Segment Start: Supplied data

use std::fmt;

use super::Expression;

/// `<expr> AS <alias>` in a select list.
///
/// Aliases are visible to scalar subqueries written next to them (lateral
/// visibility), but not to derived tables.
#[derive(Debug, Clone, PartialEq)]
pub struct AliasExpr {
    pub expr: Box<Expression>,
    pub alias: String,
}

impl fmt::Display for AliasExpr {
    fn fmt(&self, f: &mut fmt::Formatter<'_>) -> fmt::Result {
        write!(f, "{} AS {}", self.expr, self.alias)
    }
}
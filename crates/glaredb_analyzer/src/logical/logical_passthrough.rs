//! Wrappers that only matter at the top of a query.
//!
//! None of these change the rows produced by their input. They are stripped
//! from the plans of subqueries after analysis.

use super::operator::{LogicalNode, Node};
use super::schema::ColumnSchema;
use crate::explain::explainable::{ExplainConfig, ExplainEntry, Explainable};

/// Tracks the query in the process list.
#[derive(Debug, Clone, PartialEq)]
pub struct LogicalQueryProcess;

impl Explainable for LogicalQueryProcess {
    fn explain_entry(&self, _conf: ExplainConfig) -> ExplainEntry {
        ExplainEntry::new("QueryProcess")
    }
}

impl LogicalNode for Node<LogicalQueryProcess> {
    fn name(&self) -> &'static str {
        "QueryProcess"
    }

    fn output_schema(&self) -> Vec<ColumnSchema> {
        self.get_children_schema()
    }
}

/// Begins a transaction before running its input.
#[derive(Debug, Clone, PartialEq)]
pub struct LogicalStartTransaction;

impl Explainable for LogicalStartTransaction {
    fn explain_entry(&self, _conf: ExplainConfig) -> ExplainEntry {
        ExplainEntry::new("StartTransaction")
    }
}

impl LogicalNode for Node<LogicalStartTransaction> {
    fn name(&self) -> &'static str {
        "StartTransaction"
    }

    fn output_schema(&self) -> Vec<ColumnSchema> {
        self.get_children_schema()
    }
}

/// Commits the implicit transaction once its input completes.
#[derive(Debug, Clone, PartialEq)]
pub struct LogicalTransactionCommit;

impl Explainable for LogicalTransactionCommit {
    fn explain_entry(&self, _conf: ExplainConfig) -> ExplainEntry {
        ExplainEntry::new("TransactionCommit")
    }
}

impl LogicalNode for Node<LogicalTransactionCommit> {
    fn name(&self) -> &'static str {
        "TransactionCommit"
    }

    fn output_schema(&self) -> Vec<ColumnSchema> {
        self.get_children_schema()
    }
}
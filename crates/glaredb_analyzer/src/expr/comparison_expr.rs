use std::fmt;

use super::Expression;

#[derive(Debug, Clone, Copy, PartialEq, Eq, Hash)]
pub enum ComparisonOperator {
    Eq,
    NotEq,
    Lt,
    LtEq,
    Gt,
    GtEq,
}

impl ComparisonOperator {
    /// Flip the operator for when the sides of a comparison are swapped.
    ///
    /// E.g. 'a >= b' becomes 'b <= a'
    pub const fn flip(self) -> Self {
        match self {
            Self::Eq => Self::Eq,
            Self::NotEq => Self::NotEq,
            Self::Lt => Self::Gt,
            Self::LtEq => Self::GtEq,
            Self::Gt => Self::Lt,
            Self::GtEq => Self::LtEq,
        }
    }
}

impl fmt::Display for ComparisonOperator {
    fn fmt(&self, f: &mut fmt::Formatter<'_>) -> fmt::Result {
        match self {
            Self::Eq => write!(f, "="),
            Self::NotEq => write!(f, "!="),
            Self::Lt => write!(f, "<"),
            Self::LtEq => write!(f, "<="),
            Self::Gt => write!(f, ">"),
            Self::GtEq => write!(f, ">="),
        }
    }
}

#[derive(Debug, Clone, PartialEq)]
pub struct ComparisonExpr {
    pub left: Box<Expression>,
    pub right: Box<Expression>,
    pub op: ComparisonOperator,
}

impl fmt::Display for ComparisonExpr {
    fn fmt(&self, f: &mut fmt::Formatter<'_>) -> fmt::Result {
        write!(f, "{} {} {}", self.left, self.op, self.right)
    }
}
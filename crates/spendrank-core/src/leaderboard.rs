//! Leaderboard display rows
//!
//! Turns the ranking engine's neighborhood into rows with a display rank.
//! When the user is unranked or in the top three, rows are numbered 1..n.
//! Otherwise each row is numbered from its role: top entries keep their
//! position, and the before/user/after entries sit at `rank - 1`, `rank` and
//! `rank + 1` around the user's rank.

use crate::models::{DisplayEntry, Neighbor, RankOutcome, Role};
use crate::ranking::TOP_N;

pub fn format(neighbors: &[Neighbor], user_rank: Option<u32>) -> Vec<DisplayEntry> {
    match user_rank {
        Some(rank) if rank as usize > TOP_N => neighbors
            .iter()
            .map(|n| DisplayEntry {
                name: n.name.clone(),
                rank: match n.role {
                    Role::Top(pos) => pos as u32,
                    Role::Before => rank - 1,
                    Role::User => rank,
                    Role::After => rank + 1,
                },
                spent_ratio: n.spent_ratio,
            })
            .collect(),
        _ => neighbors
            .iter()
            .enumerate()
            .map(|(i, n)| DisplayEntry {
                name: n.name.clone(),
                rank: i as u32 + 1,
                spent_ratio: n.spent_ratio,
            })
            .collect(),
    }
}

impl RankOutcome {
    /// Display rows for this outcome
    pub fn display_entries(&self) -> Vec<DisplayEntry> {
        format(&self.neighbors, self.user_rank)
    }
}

Segment End: Supplied data

■ **Brief**
Copy the data above exactly. Every line must be included.

■ **Answer space**
use std::fmt;

use super::Expression;

/// `<expr> AS <alias>` in a select list.
///
/// Aliases are visible to scalar subqueries written next to them (lateral
/// visibility), but not to derived tables.
#[derive(Debug, Clone, PartialEq)]
pub struct AliasExpr {
    pub expr: Box<Expression>,
    pub alias: String,
}

impl fmt::Display for AliasExpr {
    fn fmt(&self, f: &mut fmt::Formatter<'_>) -> fmt::Result {
        write!(f, "{} AS {}", self.expr, self.alias)
    }
}
filename crates/glaredb_analyzer/src/logical/logical_passthrough.rs
//! Wrappers that only matter at the top of a query.
//!
//! None of these change the rows produced by their input. They are stripped
//! from the plans of subqueries after analysis.

use super::operator::{LogicalNode, Node};
use super::schema::ColumnSchema;
use crate::explain::explainable::{ExplainConfig, ExplainEntry, Explainable};

/// Tracks the query in the process list.
#[derive(Debug, Clone, PartialEq)]
pub struct LogicalQueryProcess;

impl Explainable for LogicalQueryProcess {
    fn explain_entry(&self, _conf: ExplainConfig) -> ExplainEntry {
        ExplainEntry::new("QueryProcess")
    }
}

impl LogicalNode for Node<LogicalQueryProcess> {
    fn name(&self) -> &'static str {
        "QueryProcess"
    }

    fn output_schema(&self) -> Vec<ColumnSchema> {
        self.get_children_schema()
    }
}

/// Begins a transaction before running its input.
#[derive(Debug, Clone, PartialEq)]
pub struct LogicalStartTransaction;

impl Explainable for LogicalStartTransaction {
    fn explain_entry(&self, _conf: ExplainConfig) -> ExplainEntry {
        ExplainEntry::new("StartTransaction")
    }
}

impl LogicalNode for Node<LogicalStartTransaction> {
    fn name(&self) -> &'static str {
        "StartTransaction"
    }

    fn output_schema(&self) -> Vec<ColumnSchema> {
        self.get_children_schema()
    }
}

/// Commits the implicit transaction once its input completes.
#[derive(Debug, Clone, PartialEq)]
pub struct LogicalTransactionCommit;

impl Explainable for LogicalTransactionCommit {
    fn explain_entry(&self, _conf: ExplainConfig) -> ExplainEntry {
        ExplainEntry::new("TransactionCommit")
    }
}

impl LogicalNode for Node<LogicalTransactionCommit> {
    fn name(&self) -> &'static str {
        "TransactionCommit"
    }

    fn output_schema(&self) -> Vec<ColumnSchema> {
        self.get_children_schema()
    }
}
filename crates/glaredb_analyzer/src/expr/comparison_expr.rs
use std::fmt;

use super::Expression;

#[derive(Debug, Clone, Copy, PartialEq, Eq, Hash)]
pub enum ComparisonOperator {
    Eq,
    NotEq,
    Lt,
    LtEq,
    Gt,
    GtEq,
}

impl ComparisonOperator {
    /// Flip the operator for when the sides of a comparison are swapped.
    ///
    /// E.g. 'a >= b' becomes 'b <= a'
    pub const fn flip(self) -> Self {
        match self {
            Self::Eq => Self::Eq,
            Self::NotEq => Self::NotEq,
            Self::Lt => Self::Gt,
            Self::LtEq => Self::GtEq,
            Self::Gt => Self::Lt,
            Self::GtEq => Self::LtEq,
        }
    }
}

impl fmt::Display for ComparisonOperator {
    fn fmt(&self, f: &mut fmt::Formatter<'_>) -> fmt::Result {
        match self {
            Self::Eq => write!(f, "="),
            Self::NotEq => write!(f, "!="),
            Self::Lt => write!(f, "<"),
            Self::LtEq => write!(f, "<="),
            Self::Gt => write!(f, ">"),
            Self::GtEq => write!(f, ">="),
        }
    }
}

#[derive(Debug, Clone, PartialEq)]
pub struct ComparisonExpr {
    pub left: Box<Expression>,
    pub right: Box<Expression>,
    pub op: ComparisonOperator,
}

impl fmt::Display for ComparisonExpr {
    fn fmt(&self, f: &mut fmt::Formatter<'_>) -> fmt::Result {
        write!(f, "{} {} {}", self.left, self.op, self.right)
    }
}
filename crates/spendrank-core/src/leaderboard.rs
//! Leaderboard display rows
//!
//! Turns the ranking engine's neighborhood into rows with a display rank.
//! When the user is unranked or in the top three, rows are numbered 1..n.
//! Otherwise each row is numbered from its role: top entries keep their
//! position, and the before/user/after entries sit at `rank - 1`, `rank` and
//! `rank + 1` around the user's rank.

use crate::models::{DisplayEntry, Neighbor, RankOutcome, Role};
use crate::ranking::TOP_N;

pub fn format(neighbors: &[Neighbor], user_rank: Option<u32>) -> Vec<DisplayEntry> {
    match user_rank {
        Some(rank) if rank as usize > TOP_N => neighbors
            .iter()
            .map(|n| DisplayEntry {
                name: n.name.clone(),
                rank: match n.role {
                    Role::Top(pos) => pos as u32,
                    Role::Before => rank - 1,
                    Role::User => rank,
                    Role::After => rank + 1,
                },
                spent_ratio: n.spent_ratio,
            })
            .collect(),
        _ => neighbors
            .iter()
            .enumerate()
            .map(|(i, n)| DisplayEntry {
                name: n.name.clone(),
                rank: i as u32 + 1,
                spent_ratio: n.spent_ratio,
            })
            .collect(),
    }
}

impl RankOutcome {
    /// Display rows for this outcome
    pub fn display_entries(&self) -> Vec<DisplayEntry> {
        format(&self.neighbors, self.user_rank)
    }
}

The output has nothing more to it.